-------- Data for review --------

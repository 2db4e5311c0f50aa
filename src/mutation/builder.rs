//! Mutation builders.

use crate::types::{is_reserved_property, ActionKind, Properties};
use serde_json::{Number, Value};

/// One pending profile change, tagged by action kind.
///
/// Payloads never contain reserved property names.
#[derive(Clone, Debug, PartialEq)]
pub enum MutationRecord {
    Set(Properties),
    SetOnce(Properties),
    /// Names of the properties to remove.
    Unset(Vec<String>),
    /// Property name to numeric delta.
    Add(Properties),
    Append(Properties),
    Remove(Properties),
    /// Property name to list of values to merge.
    Union(Properties),
    Delete,
}

impl MutationRecord {
    pub fn kind(&self) -> ActionKind {
        match self {
            MutationRecord::Set(_) => ActionKind::Set,
            MutationRecord::SetOnce(_) => ActionKind::SetOnce,
            MutationRecord::Unset(_) => ActionKind::Unset,
            MutationRecord::Add(_) => ActionKind::Add,
            MutationRecord::Append(_) => ActionKind::Append,
            MutationRecord::Remove(_) => ActionKind::Remove,
            MutationRecord::Union(_) => ActionKind::Union,
            MutationRecord::Delete => ActionKind::Delete,
        }
    }

    /// Property map for every kind except `Unset` and `Delete`.
    pub fn properties(&self) -> Option<&Properties> {
        match self {
            MutationRecord::Set(props)
            | MutationRecord::SetOnce(props)
            | MutationRecord::Add(props)
            | MutationRecord::Append(props)
            | MutationRecord::Remove(props)
            | MutationRecord::Union(props) => Some(props),
            MutationRecord::Unset(_) | MutationRecord::Delete => None,
        }
    }

    /// A record with nothing to send. `Delete` is never empty.
    pub fn is_empty(&self) -> bool {
        match self {
            MutationRecord::Unset(names) => names.is_empty(),
            MutationRecord::Delete => false,
            other => other.properties().map_or(true, |p| p.is_empty()),
        }
    }

    /// JSON value stored under the action key on the wire.
    ///
    /// `Delete` yields `Null`; the dispatch gate fills in the target.
    pub fn payload_value(&self) -> Value {
        match self {
            MutationRecord::Unset(names) => {
                Value::Array(names.iter().cloned().map(Value::String).collect())
            }
            MutationRecord::Delete => Value::Null,
            other => Value::Object(other.properties().cloned().unwrap_or_default()),
        }
    }

    /// Queue slot form: unset names become `name -> true` so slots merge uniformly.
    pub(crate) fn into_slot(self) -> Option<Properties> {
        match self {
            MutationRecord::Set(props)
            | MutationRecord::SetOnce(props)
            | MutationRecord::Add(props)
            | MutationRecord::Append(props)
            | MutationRecord::Remove(props)
            | MutationRecord::Union(props) => Some(props),
            MutationRecord::Unset(names) => Some(
                names
                    .into_iter()
                    .map(|name| (name, Value::Bool(true)))
                    .collect(),
            ),
            MutationRecord::Delete => None,
        }
    }

    /// Inverse of [`into_slot`](Self::into_slot).
    pub(crate) fn from_slot(kind: ActionKind, slot: Properties) -> Option<Self> {
        let record = match kind {
            ActionKind::Set => MutationRecord::Set(slot),
            ActionKind::SetOnce => MutationRecord::SetOnce(slot),
            ActionKind::Unset => MutationRecord::Unset(slot.into_iter().map(|(k, _)| k).collect()),
            ActionKind::Add => MutationRecord::Add(slot),
            ActionKind::Append => MutationRecord::Append(slot),
            ActionKind::Remove => MutationRecord::Remove(slot),
            ActionKind::Union => MutationRecord::Union(slot),
            ActionKind::Delete => return None,
        };
        Some(record)
    }
}

/// Arguments of a property call: a single `(name, value)` pair or a map.
#[derive(Clone, Debug, PartialEq)]
pub enum PropertyInput {
    One(String, Value),
    Many(Properties),
}

impl PropertyInput {
    /// Flatten to a map, silently dropping reserved names.
    fn into_filtered(self) -> Properties {
        let pairs: Vec<(String, Value)> = match self {
            PropertyInput::One(name, value) => vec![(name, value)],
            PropertyInput::Many(props) => props.into_iter().collect(),
        };

        pairs
            .into_iter()
            .filter(|(name, _)| {
                let reserved = is_reserved_property(name);
                if reserved {
                    tracing::debug!(property = %name, "dropping reserved property");
                }
                !reserved
            })
            .collect()
    }
}

impl<K: Into<String>, V: Into<Value>> From<(K, V)> for PropertyInput {
    fn from((name, value): (K, V)) -> Self {
        PropertyInput::One(name.into(), value.into())
    }
}

impl From<Properties> for PropertyInput {
    fn from(props: Properties) -> Self {
        PropertyInput::Many(props)
    }
}

pub fn set_action(input: impl Into<PropertyInput>) -> MutationRecord {
    MutationRecord::Set(input.into().into_filtered())
}

pub fn set_once_action(input: impl Into<PropertyInput>) -> MutationRecord {
    MutationRecord::SetOnce(input.into().into_filtered())
}

/// Accepts one name or many; the payload is always a list of names.
pub fn unset_action<I, S>(names: I) -> MutationRecord
where
    I: IntoIterator<Item = S>,
    S: Into<String>,
{
    let mut out: Vec<String> = Vec::new();
    for name in names.into_iter().map(Into::into) {
        if is_reserved_property(&name) || out.contains(&name) {
            continue;
        }
        out.push(name);
    }
    MutationRecord::Unset(out)
}

/// Build an `$add` record. Values that cannot be read as numbers are logged
/// and omitted; the remaining keys are kept.
pub fn add_action(input: impl Into<PropertyInput>) -> MutationRecord {
    let mut add = Properties::new();
    for (name, value) in input.into().into_filtered() {
        match coerce_number(&value) {
            Some(number) => {
                add.insert(name, number);
            }
            None => {
                tracing::error!(
                    property = %name,
                    value = %value,
                    "invalid increment value, must be a number"
                );
            }
        }
    }
    MutationRecord::Add(add)
}

pub fn append_action(input: impl Into<PropertyInput>) -> MutationRecord {
    MutationRecord::Append(input.into().into_filtered())
}

pub fn remove_action(input: impl Into<PropertyInput>) -> MutationRecord {
    MutationRecord::Remove(input.into().into_filtered())
}

/// Build a `$union` record. Scalar values are wrapped in a one-item list.
pub fn union_action(input: impl Into<PropertyInput>) -> MutationRecord {
    let union = input
        .into()
        .into_filtered()
        .into_iter()
        .map(|(name, value)| match value {
            Value::Array(_) => (name, value),
            scalar => (name, Value::Array(vec![scalar])),
        })
        .collect();
    MutationRecord::Union(union)
}

pub fn delete_action() -> MutationRecord {
    MutationRecord::Delete
}

/// Read a value as a number: JSON numbers as-is, numeric strings parsed.
pub fn coerce_number(value: &Value) -> Option<Value> {
    match value {
        Value::Number(_) => Some(value.clone()),
        Value::String(s) => {
            let s = s.trim();
            if let Ok(int) = s.parse::<i64>() {
                return Some(Value::Number(int.into()));
            }
            s.parse::<f64>()
                .ok()
                .and_then(Number::from_f64)
                .map(Value::Number)
        }
        _ => None,
    }
}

--------

Work to complete: Scan the lines above for the word "pairs", then copy each line that has it.

Finished task:
        let pairs: Vec<(String, Value)> = match self {
        pairs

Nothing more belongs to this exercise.